• **PROBLEM REQUIREMENTS**:
With the records in front of you, set every one of them down exactly.

• **Saved data entries**:

::::

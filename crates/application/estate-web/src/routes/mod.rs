pub mod assets;
pub mod insights;
pub mod predictor;

use askama::Template;
use axum::http::HeaderMap;
use axum::response::Html;

use crate::WebError;

/// Check if the request comes from HTMX (has HX-Request header).
pub fn is_htmx(headers: &HeaderMap) -> bool {
    headers.get("HX-Request").is_some()
}

/// Sidebar entries.
#[derive(Debug, Clone, Copy, PartialEq, Eq)]
pub enum View {
    Predictor,
    Insights,
}

impl View {
    pub const ALL: [View; 2] = [View::Predictor, View::Insights];

    pub fn path(self) -> &'static str {
        match self {
            Self::Predictor => "/predictor",
            Self::Insights => "/insights",
        }
    }

    pub fn title(self) -> &'static str {
        match self {
            Self::Predictor => "Investment Predictor",
            Self::Insights => "Insights Dashboard",
        }
    }

    pub fn icon(self) -> &'static str {
        match self {
            Self::Predictor => "🏡",
            Self::Insights => "📊",
        }
    }
}

struct NavItem {
    path: &'static str,
    title: &'static str,
    icon: &'static str,
    active: bool,
}

#[derive(Template)]
#[template(path = "shell.html")]
struct ShellTemplate<'a> {
    title: &'static str,
    nav: Vec<NavItem>,
    content: &'a str,
}

/// Wrap fragment HTML in the page shell unless HTMX asked for the fragment.
pub fn page(headers: &HeaderMap, active: View, content: String) -> Result<Html<String>, WebError> {
    if is_htmx(headers) {
        return Ok(Html(content));
    }
    let nav = View::ALL
        .into_iter()
        .map(|view| NavItem {
            path: view.path(),
            title: view.title(),
            icon: view.icon(),
            active: view == active,
        })
        .collect();
    let shell = ShellTemplate {
        title: active.title(),
        nav,
        content: &content,
    };
    Ok(Html(shell.render()?))
}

::::

• **TASK RESPONSE**:
filename crates/application/estate-web/src/routes/mod.rs
pub mod assets;
pub mod insights;
pub mod predictor;

use askama::Template;
use axum::http::HeaderMap;
use axum::response::Html;

use crate::WebError;

/// Check if the request comes from HTMX (has HX-Request header).
pub fn is_htmx(headers: &HeaderMap) -> bool {
    headers.get("HX-Request").is_some()
}

/// Sidebar entries.
#[derive(Debug, Clone, Copy, PartialEq, Eq)]
pub enum View {
    Predictor,
    Insights,
}

impl View {
    pub const ALL: [View; 2] = [View::Predictor, View::Insights];

    pub fn path(self) -> &'static str {
        match self {
            Self::Predictor => "/predictor",
            Self::Insights => "/insights",
        }
    }

    pub fn title(self) -> &'static str {
        match self {
            Self::Predictor => "Investment Predictor",
            Self::Insights => "Insights Dashboard",
        }
    }

    pub fn icon(self) -> &'static str {
        match self {
            Self::Predictor => "🏡",
            Self::Insights => "📊",
        }
    }
}

struct NavItem {
    path: &'static str,
    title: &'static str,
    icon: &'static str,
    active: bool,
}

#[derive(Template)]
#[template(path = "shell.html")]
struct ShellTemplate<'a> {
    title: &'static str,
    nav: Vec<NavItem>,
    content: &'a str,
}

/// Wrap fragment HTML in the page shell unless HTMX asked for the fragment.
pub fn page(headers: &HeaderMap, active: View, content: String) -> Result<Html<String>, WebError> {
    if is_htmx(headers) {
        return Ok(Html(content));
    }
    let nav = View::ALL
        .into_iter()
        .map(|view| NavItem {
            path: view.path(),
            title: view.title(),
            icon: view.icon(),
            active: view == active,
        })
        .collect();
    let shell = ShellTemplate {
        title: active.title(),
        nav,
        content: &content,
    };
    Ok(Html(shell.render()?))
}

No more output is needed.